Argentiniens Präsident Javier Milei hat seinen Wahlsieg in Buenos Aires gefeiert und angekündigt, die Intensivierung seiner Wirtschaftspolitik voranzutreiben. Die Wahlen, bei denen die Hälfte der Abgeordnetenkammer und ein Drittel des Senats neu besetzt wurden, gelten als wichtiger Stimmungstest für Milei zur Halbzeit seiner Präsidentschaft.
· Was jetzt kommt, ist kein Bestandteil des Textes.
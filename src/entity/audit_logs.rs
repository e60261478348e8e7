use sea_orm::entity::prelude::*;

/// Append-only trail of state-changing actions. `user_id` is kept without a
/// foreign key so entries outlive deleted accounts; guest checkouts record `None`.
#[derive(Clone, Debug, PartialEq, DeriveEntityModel)]
#[sea_orm(table_name = "audit_logs")]
pub struct Model {
    #[sea_orm(primary_key, auto_increment = false)]
    pub id: Uuid,
    pub user_id: Option<Uuid>,
    pub action: String,
    /// Table the action touched, e.g. `orders`.
    pub resource: String,
    pub metadata: Json,
    pub created_at: DateTimeWithTimeZone,
}

#[derive(Copy, Clone, Debug, EnumIter, DeriveRelation)]
pub enum Relation {}

impl ActiveModelBehavior for ActiveModel {}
Laut Deutschlandfunk behauptete Milei, die Argentinier wollten nicht zum „Modell des Scheiterns“ zurückkehren.

Mit fast 41 Prozent der Stimmen, nach Auszählung von rund 90 Prozent, hat Mileis Partei „La Libertad Avanza“ (Die Freiheit schreitet voran) die Wahl gewonnen. Dies stellt einen signifikanten Anstieg im Vergleich zu den vorhergehenden Wahlen dar, in denen seine Partei in beiden Kammern lediglich in der Minderheit war. Die oppositionelle Mitte-Links-Partei Fuerza Patria erhielt etwa 24 Prozent der Stimmen. Die Wahlbeteiligung betrug 66 Prozent, obwohl die Wahlpflicht in Argentinien besteht, wie Tagesschau berichtet.

Politische Veränderungen in Argentinien

Durch die Wahlergebnisse könnte Milei, gemeinsam mit seinen Verbündeten, im Kongress auf mindestens ein Drittel der Mandate kommen. Dies ist entscheidend, da es ihm ermöglicht, sein präsidentielles Veto gegen Parlamentsbeschlüsse zu verteidigen. Milei hat seit seinem Amtsantritt im Jahr 2023 einen radikalen Sparkurs verfolgt und den Haushalt ausgeglichen, doch der erhoffte wirtschaftliche Aufschwung blieb bislang aus. In der Vergangenheit hat sich die Popularität des Präsidenten aufgrund von Ausgabenkürzungen und einem Korruptionsskandal verringert.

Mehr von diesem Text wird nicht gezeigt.